Cindy McMillan [15:50]: Right.


Michael Hall [15:51]: So, you got to have that balance, and it's still times now I had to revert back and do some more research on postpartum. Especially considering how close my wife had our two daughters. It's still some; I can still see remnants of the postpartum. So, I don't yell, if I'm feeling some type of way, I step out the house for a minute.


Cindy McMillan [16:16]: Okay.


Michael Hall [16:16]: And come again and explain, hey, I'm dealing with this right now, and again, it goes back to education.


Cindy McMillan [16:24]: Can you tell me some of the signs you had picked up on as your wife was going through the postpartum period?


Michael Hall [16:33]: The sorrow she dealt with when neither one of our daughter, especially with our first one when she had to have a C-section, I sat back and I looked at her, I'm a skeptic and I'm a real observer. I looked at and I watched her body language and I said, baby, whether you did it through naturally or C-section, you did it. I began to watch her eating habits. So, I would make stuff and say here I would cook so forth and so on so she wouldn't have to deal with the headache or I really don't want to eat this so because I don't want to eat this. I don't really feel like cooking. I would take our daughter to the clinic with no. So, she could get some rest because I ain't went through labor. I ain't been pregnant, I ain't went through labor. Identifying, looking and seeing, okay, when she all of a sudden out of the blue she's feeling sad and there is a reason but there's no apparent reason just coming alongside her, and I think one of the big things that help is like we didn't have childcare at the be at the first six to nine months of our, both of our daughter's lives I kept them.


You know what I mean? Just, and I'm still learning. It's still stuff I learned. I watch her say okay. I'm like, okay baby, go take a break. I got them. Know you can put the time together. Our daughters are four and two. So, you know that it wasn't a whole lot of time between the birth of our first, and the birth of our second right now. I say, and you know the platforms that I have, I said, baby, take all Saturday for yourself because though we love one another, you need some time for you.


Cindy McMillan [18:27]: That's brilliant that you was able to sit back and observe and watch the transition after delivery until the postpartum periods, and you also identify the closeness in the age of your daughters, how it can actually transcend again, and was paying attention to that. I'm curious what did you do for yourself outside of taking the time to breathe and process sounds like self-care. In our community how we do with self-care is not something that's real easy to do or easy to grasp the concept because we have so much going on that it would just be a fight just to live day to day take care of these bills.


Michael Hall [19:14]: Right.


Cindy McMillan [19:15]: On top of that, how have you been able to take care of yourself and were you able to find resources or support for yourself or is this part of the reasons why you started your organizations to support fathers?


Cindy McMillan [19:30]: Because this is important as a doula, we do our best to educate fathers, but we'll never be able to sit or those new dynamics. But we will never be able to understand, you would never be really able to understand what we go through in childbirth. So, we can shine the light that this is important on how to teach or educate or have a support system that could help you navigate the beginning of life. Because like you said earlier, like that beginning phase is even if you don't think it affects the` child, it does how the beginning is everything.

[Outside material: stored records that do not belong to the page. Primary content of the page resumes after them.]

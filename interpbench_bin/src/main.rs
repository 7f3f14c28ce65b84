mod codec;

use std::path::{Path, PathBuf};
use std::process::ExitCode;

use anyhow::{bail, Context, Result};
use clap::{Args, Parser, Subcommand};
use interpbench::{HarnessConfig, Kernel, PixelBuffer, Report, Stopwatch};
use tracing::info;
use tracing_subscriber::EnvFilter;

/// Compare nearest-neighbor and bilinear reconstruction of an image.
///
/// Without a subcommand, runs `compare` with its default file names.
#[derive(Parser, Debug)]
#[command(version, about)]
#[command(args_conflicts_with_subcommands = true)]
struct Cli {
    #[command(subcommand)]
    command: Option<Command>,

    #[command(flatten)]
    compare: CompareArgs,
}

#[derive(Subcommand, Debug)]
enum Command {
    /// Shrink the input, grow it back with both kernels and report MSE/PSNR and timing
    Compare(CompareArgs),
    /// Resize a single image with one kernel
    Resize(ResizeArgs),
}

#[derive(Args, Debug, Clone, PartialEq)]
struct CompareArgs {
    /// Source image
    #[arg(long, default_value = "input2.png")]
    input: PathBuf,
    /// Where to write the nearest-neighbor reconstruction
    #[arg(long, default_value = "output_nearest.png")]
    nearest_output: PathBuf,
    /// Where to write the bilinear reconstruction
    #[arg(long, default_value = "output_bilinear.png")]
    bilinear_output: PathBuf,
    /// Divide width and height by this factor to build the degraded reference
    #[arg(long, default_value_t = 2)]
    shrink_factor: usize,
}

#[derive(Args, Debug, Clone, PartialEq)]
struct ResizeArgs {
    /// Source image
    #[arg(long, default_value = "input2.png")]
    input: PathBuf,
    /// Resized image
    #[arg(long, default_value = "output2.png")]
    output: PathBuf,
    /// Target width in pixels (requires --height)
    #[arg(long, requires = "height", conflicts_with = "scale")]
    width: Option<usize>,
    /// Target height in pixels (requires --width)
    #[arg(long, requires = "width", conflicts_with = "scale")]
    height: Option<usize>,
    /// Scale factor applied to both dimensions
    #[arg(long, default_value_t = 2.0)]
    scale: f64,
    /// Reconstruction kernel: nearest or bilinear
    #[arg(long, default_value_t = Kernel::Bilinear)]
    kernel: Kernel,
}

impl ResizeArgs {
    fn target_size(&self, src: &PixelBuffer) -> Result<(usize, usize)> {
        if let (Some(width), Some(height)) = (self.width, self.height) {
            return Ok((width, height));
        }
        if !self.scale.is_finite() || self.scale <= 0.0 {
            bail!("scale must be a positive number, got {}", self.scale);
        }
        let scaled = |dim: usize| (dim as f64 * self.scale).round() as usize;
        Ok((scaled(src.width()), scaled(src.height())))
    }
}

fn main() -> ExitCode {
    tracing_subscriber::fmt()
        .with_env_filter(
            EnvFilter::try_from_default_env().unwrap_or_else(|_| EnvFilter::new("warn")),
        )
        .with_writer(std::io::stderr)
        .init();

    let cli = Cli::parse();
    let result = match cli.command {
        Some(Command::Compare(args)) => compare(&args),
        Some(Command::Resize(args)) => resize(&args),
        None => compare(&cli.compare),
    };

    match result {
        Ok(()) => ExitCode::SUCCESS,
        Err(err) => {
            eprintln!("Error: {:#}", err);
            ExitCode::FAILURE
        }
    }
}

fn compare(args: &CompareArgs) -> Result<()> {
    let source = codec::load(&args.input)?;
    info!(path = %args.input.display(), "loaded source");

    let config = HarnessConfig::default().with_shrink_factor(args.shrink_factor);
    let run = interpbench::run(&source, &config)
        .with_context(|| format!("benchmark failed for {}", args.input.display()))?;
    drop(source);

    codec::save_all(&[
        (args.nearest_output.as_path(), &run.nearest),
        (args.bilinear_output.as_path(), &run.bilinear),
    ])?;

    println!("{}", Report::from_record(&run.record));
    println!();
    print_output("Nearest Neighbor", &args.nearest_output);
    print_output("Bilinear Interpolation", &args.bilinear_output);
    Ok(())
}

fn resize(args: &ResizeArgs) -> Result<()> {
    let source = codec::load(&args.input)?;
    let (width, height) = args.target_size(&source)?;

    let resampler = args.kernel.resampler();
    let (resized, timing) = Stopwatch::measure(|| resampler.resize(&source, width, height));
    let resized = resized.with_context(|| {
        format!(
            "{} resize of {} to {}x{} failed",
            args.kernel,
            args.input.display(),
            width,
            height
        )
    })?;

    codec::save(&args.output, &resized)?;

    println!(
        "Source image: {}x{} ({} channels)",
        source.width(),
        source.height(),
        source.channels()
    );
    println!(
        "{}: {}x{} in {:.6} seconds (CPU {:.6} seconds)",
        resampler.name(),
        width,
        height,
        timing.wall_seconds(),
        timing.cpu_seconds()
    );
    print_output("Result", &args.output);
    Ok(())
}

fn print_output(label: &str, path: &Path) {
    println!("{} output: {}", label, path.display());
}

Michael Hall [20:10]: Absolutely. Yes. So, our first daughter, I didn't have a full grasp of self-care because though I was beginning to be educated both naturally and spiritually about my role as husband and father and I say it in that order on purpose because of the atmosphere we created in our home, part of it was still like, okay, I'm superman so stay with the baby, so forth and so on. So, and I be, but I began to feel myself dwindled away, let alone I was working the third shift job.


Cindy McMillan [20:52]: Oh, huh.


Michael Hall [20:53]: Do your science people, if you work third shift, do your research on and then you make your own conclusion. I'm not even going render my viewpoint. But you keeping, so, I work Saturday, Sunday, Monday night. My wife would work sometime she would work Friday day and sometimes Saturday day with our first daughter. You don't make a child go to sleep. It is damaging them. Anyway, that's a whole another story. So, when our second, as time progressed when our first daughter, then my wife got pregnant with our second daughter, I said, wait a minute. So, what happened was my wife told me and another friend of mine who used to be a nurse said, you burning in the candle with both ends.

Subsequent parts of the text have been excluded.